**What the task asks:** This task calls for copying every line of the records that includes the word "optional".

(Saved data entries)
· · · ·
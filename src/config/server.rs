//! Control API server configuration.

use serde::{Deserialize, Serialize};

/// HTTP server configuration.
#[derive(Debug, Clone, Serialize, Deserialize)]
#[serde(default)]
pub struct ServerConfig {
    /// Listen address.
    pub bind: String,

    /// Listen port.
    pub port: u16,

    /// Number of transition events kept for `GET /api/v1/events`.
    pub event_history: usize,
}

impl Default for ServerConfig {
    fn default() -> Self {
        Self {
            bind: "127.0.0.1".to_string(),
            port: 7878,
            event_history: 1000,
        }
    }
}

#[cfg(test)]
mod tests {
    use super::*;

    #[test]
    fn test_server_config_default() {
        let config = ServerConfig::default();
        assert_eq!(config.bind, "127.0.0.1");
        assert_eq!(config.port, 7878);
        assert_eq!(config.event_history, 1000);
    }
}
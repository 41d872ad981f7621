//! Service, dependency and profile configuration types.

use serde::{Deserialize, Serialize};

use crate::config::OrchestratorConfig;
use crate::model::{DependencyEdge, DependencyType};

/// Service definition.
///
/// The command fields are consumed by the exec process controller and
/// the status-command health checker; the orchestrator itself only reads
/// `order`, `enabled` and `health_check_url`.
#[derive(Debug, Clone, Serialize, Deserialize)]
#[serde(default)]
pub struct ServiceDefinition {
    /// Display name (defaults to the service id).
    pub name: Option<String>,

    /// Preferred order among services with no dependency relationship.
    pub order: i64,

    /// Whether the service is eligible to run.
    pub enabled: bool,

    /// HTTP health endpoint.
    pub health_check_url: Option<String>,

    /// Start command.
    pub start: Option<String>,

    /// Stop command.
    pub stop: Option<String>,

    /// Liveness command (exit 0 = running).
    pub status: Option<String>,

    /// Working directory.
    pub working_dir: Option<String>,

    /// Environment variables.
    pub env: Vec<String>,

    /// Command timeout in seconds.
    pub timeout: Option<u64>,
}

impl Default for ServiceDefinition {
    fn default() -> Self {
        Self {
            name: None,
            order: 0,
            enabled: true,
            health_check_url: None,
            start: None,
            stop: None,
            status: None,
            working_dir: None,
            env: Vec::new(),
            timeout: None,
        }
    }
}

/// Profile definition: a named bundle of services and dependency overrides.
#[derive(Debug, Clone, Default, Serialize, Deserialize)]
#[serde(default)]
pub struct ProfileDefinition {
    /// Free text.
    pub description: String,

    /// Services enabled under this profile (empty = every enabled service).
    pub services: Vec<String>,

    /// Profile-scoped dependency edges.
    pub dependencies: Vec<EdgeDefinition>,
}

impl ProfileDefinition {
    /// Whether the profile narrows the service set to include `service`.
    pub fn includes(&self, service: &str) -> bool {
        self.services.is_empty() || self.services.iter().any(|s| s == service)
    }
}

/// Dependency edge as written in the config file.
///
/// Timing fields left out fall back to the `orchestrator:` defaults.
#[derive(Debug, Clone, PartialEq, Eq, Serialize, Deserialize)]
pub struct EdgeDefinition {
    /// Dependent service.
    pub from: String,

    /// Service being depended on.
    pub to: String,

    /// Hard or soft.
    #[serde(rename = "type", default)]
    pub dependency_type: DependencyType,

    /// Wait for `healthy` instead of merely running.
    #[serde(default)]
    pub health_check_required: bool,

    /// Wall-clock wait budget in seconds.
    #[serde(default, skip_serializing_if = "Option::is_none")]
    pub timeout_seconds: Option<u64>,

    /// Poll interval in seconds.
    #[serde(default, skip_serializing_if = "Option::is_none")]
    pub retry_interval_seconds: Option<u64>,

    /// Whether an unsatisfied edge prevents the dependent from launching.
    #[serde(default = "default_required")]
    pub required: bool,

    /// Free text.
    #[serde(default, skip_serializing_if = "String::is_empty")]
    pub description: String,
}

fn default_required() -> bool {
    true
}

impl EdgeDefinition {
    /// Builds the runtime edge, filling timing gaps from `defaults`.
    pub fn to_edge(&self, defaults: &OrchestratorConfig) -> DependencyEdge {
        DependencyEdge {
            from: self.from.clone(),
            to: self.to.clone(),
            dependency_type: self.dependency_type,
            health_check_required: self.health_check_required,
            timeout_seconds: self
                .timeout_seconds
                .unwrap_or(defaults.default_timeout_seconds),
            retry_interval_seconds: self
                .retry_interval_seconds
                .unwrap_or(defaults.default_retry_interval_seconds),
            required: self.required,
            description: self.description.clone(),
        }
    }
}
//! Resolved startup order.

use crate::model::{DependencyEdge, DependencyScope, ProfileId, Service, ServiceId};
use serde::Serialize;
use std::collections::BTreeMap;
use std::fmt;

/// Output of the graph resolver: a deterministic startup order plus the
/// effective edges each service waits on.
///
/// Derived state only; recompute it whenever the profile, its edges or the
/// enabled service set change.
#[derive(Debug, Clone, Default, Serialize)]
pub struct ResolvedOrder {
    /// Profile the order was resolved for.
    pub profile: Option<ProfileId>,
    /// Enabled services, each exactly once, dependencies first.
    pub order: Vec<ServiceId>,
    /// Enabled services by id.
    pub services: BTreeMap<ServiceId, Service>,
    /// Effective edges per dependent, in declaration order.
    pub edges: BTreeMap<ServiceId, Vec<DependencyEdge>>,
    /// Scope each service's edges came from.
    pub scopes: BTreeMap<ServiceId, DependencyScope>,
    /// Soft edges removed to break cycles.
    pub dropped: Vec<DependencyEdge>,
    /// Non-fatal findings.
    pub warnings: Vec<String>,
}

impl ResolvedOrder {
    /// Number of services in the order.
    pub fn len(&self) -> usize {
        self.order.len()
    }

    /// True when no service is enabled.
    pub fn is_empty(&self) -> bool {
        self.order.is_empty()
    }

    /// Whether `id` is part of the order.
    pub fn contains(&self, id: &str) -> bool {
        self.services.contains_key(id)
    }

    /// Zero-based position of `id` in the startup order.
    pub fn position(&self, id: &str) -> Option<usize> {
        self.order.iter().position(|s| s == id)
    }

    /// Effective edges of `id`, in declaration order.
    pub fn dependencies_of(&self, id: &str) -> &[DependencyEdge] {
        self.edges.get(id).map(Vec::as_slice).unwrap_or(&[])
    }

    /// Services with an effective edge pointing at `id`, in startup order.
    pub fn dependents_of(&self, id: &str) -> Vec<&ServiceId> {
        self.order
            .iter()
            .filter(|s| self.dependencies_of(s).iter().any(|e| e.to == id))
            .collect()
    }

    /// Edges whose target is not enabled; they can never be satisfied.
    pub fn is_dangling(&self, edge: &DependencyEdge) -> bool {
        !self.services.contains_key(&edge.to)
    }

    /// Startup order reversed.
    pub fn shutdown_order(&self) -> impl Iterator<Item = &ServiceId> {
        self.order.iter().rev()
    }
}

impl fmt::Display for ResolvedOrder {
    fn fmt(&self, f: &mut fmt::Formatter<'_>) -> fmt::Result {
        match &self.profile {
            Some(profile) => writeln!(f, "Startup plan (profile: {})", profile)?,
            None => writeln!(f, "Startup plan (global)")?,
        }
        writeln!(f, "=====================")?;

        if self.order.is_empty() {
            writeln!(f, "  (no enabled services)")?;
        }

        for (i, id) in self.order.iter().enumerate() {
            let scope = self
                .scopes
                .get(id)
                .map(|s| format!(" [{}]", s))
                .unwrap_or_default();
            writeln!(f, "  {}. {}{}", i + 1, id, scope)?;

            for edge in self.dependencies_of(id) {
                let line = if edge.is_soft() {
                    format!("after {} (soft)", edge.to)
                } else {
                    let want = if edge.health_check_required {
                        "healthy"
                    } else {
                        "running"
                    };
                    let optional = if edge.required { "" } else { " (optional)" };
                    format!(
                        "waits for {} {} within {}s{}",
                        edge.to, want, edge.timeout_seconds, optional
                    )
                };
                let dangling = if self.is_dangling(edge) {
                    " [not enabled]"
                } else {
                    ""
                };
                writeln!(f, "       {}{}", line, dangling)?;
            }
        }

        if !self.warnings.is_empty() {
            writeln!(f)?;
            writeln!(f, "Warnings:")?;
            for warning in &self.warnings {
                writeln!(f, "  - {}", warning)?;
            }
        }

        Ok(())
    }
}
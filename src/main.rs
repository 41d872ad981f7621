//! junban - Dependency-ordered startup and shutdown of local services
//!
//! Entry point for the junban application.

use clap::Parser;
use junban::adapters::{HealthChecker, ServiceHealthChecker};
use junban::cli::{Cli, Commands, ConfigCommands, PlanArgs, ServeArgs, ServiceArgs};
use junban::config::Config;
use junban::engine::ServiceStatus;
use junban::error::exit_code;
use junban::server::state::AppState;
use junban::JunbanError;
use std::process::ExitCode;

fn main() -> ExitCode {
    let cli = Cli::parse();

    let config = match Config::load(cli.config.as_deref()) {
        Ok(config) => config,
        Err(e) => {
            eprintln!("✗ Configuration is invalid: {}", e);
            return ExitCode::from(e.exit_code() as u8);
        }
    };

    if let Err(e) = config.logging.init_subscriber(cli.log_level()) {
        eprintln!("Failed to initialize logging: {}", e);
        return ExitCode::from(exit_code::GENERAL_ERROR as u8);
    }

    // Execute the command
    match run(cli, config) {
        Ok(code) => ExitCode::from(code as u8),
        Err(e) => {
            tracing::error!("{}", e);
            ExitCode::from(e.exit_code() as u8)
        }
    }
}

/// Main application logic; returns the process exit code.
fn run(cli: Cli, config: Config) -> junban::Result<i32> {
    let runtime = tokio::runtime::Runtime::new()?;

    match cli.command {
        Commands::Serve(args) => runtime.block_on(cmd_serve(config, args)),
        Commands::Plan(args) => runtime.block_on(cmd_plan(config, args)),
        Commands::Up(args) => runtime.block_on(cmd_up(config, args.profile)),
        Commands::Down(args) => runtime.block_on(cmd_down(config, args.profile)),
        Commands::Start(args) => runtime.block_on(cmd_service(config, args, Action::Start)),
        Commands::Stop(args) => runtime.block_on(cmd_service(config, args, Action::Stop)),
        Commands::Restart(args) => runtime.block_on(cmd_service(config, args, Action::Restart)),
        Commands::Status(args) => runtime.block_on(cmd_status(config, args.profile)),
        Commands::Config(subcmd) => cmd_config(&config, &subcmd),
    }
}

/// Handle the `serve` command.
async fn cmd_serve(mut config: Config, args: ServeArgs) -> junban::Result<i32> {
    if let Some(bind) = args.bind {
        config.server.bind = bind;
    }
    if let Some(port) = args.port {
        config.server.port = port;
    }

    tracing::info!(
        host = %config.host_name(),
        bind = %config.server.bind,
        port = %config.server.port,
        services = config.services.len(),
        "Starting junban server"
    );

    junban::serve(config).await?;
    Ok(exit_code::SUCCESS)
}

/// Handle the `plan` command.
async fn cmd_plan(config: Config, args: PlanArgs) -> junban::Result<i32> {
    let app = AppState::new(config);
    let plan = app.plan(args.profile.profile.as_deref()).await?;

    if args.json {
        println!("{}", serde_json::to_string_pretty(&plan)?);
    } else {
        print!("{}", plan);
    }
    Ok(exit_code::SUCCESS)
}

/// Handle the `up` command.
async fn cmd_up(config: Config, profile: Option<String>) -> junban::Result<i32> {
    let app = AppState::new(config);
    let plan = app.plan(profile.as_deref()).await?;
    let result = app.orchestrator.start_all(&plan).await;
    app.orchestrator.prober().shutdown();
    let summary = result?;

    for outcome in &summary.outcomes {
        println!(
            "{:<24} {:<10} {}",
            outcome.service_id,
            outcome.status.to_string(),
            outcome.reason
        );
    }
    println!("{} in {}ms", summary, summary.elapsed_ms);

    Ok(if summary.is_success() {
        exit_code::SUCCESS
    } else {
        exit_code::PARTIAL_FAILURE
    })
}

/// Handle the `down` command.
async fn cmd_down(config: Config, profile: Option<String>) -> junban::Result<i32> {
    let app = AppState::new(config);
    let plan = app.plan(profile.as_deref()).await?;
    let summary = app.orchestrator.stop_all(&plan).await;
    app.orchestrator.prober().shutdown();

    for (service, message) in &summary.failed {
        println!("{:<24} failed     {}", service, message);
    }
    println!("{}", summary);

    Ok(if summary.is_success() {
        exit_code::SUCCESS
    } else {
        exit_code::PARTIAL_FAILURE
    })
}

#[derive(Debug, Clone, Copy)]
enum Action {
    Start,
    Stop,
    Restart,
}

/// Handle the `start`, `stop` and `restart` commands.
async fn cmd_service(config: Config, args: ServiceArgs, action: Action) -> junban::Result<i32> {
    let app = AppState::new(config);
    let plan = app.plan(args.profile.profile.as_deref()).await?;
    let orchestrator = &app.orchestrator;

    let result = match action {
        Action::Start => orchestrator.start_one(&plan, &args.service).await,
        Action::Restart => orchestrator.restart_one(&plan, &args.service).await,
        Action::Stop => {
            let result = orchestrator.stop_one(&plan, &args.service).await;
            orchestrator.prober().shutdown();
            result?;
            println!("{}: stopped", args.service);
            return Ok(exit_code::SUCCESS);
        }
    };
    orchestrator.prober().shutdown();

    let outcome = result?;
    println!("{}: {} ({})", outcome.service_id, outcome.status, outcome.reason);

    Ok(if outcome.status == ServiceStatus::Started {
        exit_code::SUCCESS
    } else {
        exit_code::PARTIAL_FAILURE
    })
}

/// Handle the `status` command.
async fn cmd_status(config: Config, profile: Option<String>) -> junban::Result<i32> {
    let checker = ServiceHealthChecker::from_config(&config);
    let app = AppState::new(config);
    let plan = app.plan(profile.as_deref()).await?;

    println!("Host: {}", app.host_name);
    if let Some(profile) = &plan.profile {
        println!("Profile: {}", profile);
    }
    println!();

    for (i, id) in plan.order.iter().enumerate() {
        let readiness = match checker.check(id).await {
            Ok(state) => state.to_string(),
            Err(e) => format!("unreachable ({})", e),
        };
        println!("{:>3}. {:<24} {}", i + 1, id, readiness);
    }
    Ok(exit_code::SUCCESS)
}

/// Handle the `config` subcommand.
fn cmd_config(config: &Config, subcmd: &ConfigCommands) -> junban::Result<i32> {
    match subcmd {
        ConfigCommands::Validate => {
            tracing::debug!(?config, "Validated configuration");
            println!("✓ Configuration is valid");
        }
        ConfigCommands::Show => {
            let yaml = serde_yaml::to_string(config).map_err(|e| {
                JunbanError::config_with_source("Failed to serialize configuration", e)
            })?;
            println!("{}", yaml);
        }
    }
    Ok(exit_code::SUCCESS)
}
· · · ·
**Expected output:**
                    let optional = if edge.required { "" } else { " (optional)" };
                        edge.to, want, edge.timeout_seconds, optional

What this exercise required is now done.